I’ve just returned from a trip to the old country, my birthplace and the home of most of my relatives. Although I absolutely love, and am grateful for, any opportunity to visit the folks overseas, I am always happy to return home. I miss my Canadian family when I’m away and I miss my own food! Every time I go to England, I have to begin every re-meeting with a reminder about my drinking and eating habits:
“Okay, let’s just get this out of the way, upfront, here it goes … I don’t drink coffee or tea, I don’t drink alcohol and I only eat plants! Got it? Okay, let’s move on!”
In the United Kingdom, you see, everything is about beverages! All transitions, all arrivals, all social engagements involve a drink, usually tea, but often alcohol. You can imagine how my drinking habits are received!

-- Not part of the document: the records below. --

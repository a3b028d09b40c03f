use std::sync::Arc;
use parking_lot::RwLock;

/// Page size in bytes (4KB)
pub const PAGE_SIZE: usize = 4096;

/// Page ID type
pub type PageId = u32;

/// Sentinel for a frame that holds no page. Page id 0 is a valid, allocatable
/// id (instance 0 of N hands out 0, N, 2N, ...), so the sentinel sits at the
/// top of the range instead.
pub const INVALID_PAGE_ID: PageId = PageId::MAX;

/// Transaction ID type
pub type TxnId = u32;

/// Buffer pool frame ID type, an index into one instance's frame array
pub type FrameId = usize;

/// LSN (Log Sequence Number) type
pub type Lsn = u64;

/// Record ID: the on-page location of a tuple. Used as the value type of the
/// hash index in tests and by the execution layer.
#[derive(Debug, Clone, Copy, PartialEq, Eq, PartialOrd, Ord, Default)]
pub struct Rid {
    pub page_id: PageId,
    pub slot: u32,
}

impl Rid {
    pub fn new(page_id: PageId, slot: u32) -> Self {
        Self { page_id, slot }
    }
}

/// Page structure
#[derive(Debug, Clone)]
pub struct Page {
    pub data: [u8; PAGE_SIZE],
    pub page_id: PageId,
    pub lsn: Lsn,
}

impl Page {
    pub fn new(page_id: PageId) -> Self {
        Self {
            data: [0; PAGE_SIZE],
            page_id,
            lsn: 0,
        }
    }

    /// Zero the payload, keeping the metadata
    pub fn reset_data(&mut self) {
        self.data.fill(0);
    }
}

/// Smart pointer to a page
pub type PagePtr = Arc<RwLock<Page>>;

/// Buffer pool frame structure. Frames are created at pool construction and
/// live until the pool is torn down; only the resident page changes.
#[derive(Debug)]
pub struct Frame {
    pub page: PagePtr,
    pub frame_id: FrameId,
    pub is_dirty: bool,
    pub pin_count: u32,
}

impl Frame {
    pub fn new(frame_id: FrameId, page: PagePtr) -> Self {
        Self {
            page,
            frame_id,
            is_dirty: false,
            pin_count: 0,
        }
    }
}

/// Smart pointer to a frame
pub type FramePtr = Arc<RwLock<Frame>>;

Julia, what can I get you?
Nothing thanks, I’m good.
What? Nothing? Surely a cup of tea?
Okay, how about a cup of hot water?
Julia, what will you have?
Nothing right now.
What? Nothing? Not even half a pint?
Okay, how about some ginger beer?
And food … cheese, savoury pies, fried food, Branston Pickle, salad cream, more cheese … not really a welcoming place for vegans. I admit that when I travel and when I am given room and board by my relatives, I become more of a flexitarian. I like to experience the food of the culture I am visiting and I’ll eat most anything put in front of me by someone who is kind enough to prepare and cook food for me. Having said that, I was craving nothing but salad and greens when I got home! Yes, I love chips and pub food when I’m in situ, but once I hit my home turf, I headed straight for the produce section of the grocery store and loaded up on vegetables and fruit. Here’s what I made for my first meal home:
Light Green Dip or White Bean-Edamame Hummus
1 cup cooked navy beans
3/4 cup edamame beans
2 tbsps. tahini
juice of 1/2 lemon
2 tsps. minced garlic
1/4 + tsp salt
bunch fresh dill, chopped
Pub beans, tahini, lemon juice, garlic and salt in a blender or small food processor and blend until smooth – about 3 to 5 minutes depending on your appliance. Add in a tbsp. of water if needed to make a smooth dip. Add in the dill and blend until the dill is well mixed in. Serve with crackers and vegetable sticks.
Green Spring Soup
1 tsp butter
1 tsp veg oil
heart of one leek, about 1/4 cup, chopped
4 spring onions, chopped (or one thick slice of white onion, chopped, if you don’t have green onions)
1/2 bunch asparagus, chopped
3/4 cup green peas
2 large handfuls spinach, chopped
1 potato, peeled, cubed, cooked in 1 cup of cooking water
4 cups vegetable broth (I used 2 cups chicken flavoured veg broth and 2 cups veg broth)
3 tsps. fresh lemon juice
Heat the butter and oil over medium heat. Add the leek and saute for a couple of minutes. Add the onions, asparagus and peas and saute for 3 or more minutes until everything begins to soften. Stir in the spinach. Then add the potatoes with their cooking water along with the veg broth. Bring to a simmer and let simmer for a few minutes. Blend everything together with an immersion blender to make a smooth green pureed soup. Add a few grinds of black pepper, a bit of salt to taste and the fresh lemon juice. Stir, heat through and serve. Deeelicious!
Springtime Pasta Salad
(recipe from The Fed Up Foodie)
3 cups dry rotini
2 cups broccoli flowers
1/2 English cucumber, cut into half coins
1 cup grape tomatoes, cut in half lengthwise
1/4 cup red onion, chopped in small pieces
1/2 red or orange bell pepper, chopped
1/2 bunch asparagus spears, chopped
handful or more of pea pods, cut in 1/2’s or 1/3’s
handful of green olives, sliced lengthwise twice
2 tbsp. olive oil
4 tbsp. lemon juice
2 tbsp. white wine vinegar
1/2 bunch fresh dill, chopped finely
1/2 tsp salt
Cook the rotini until al dente. Drain the pasta over the broccoli so the broccoli gets blanched. Pour cold water over both the pasta and the broccoli to cool then add to a big bowl. Add all the chopped vegetables to the bowl. Make the dressing by whisking together the ingredients. Pour the dressing over the vegetables and pasta and toss to combine.
Note: The amounts for the vegetables are a guideline. Please adjust as you prefer, including changing up the vegetables.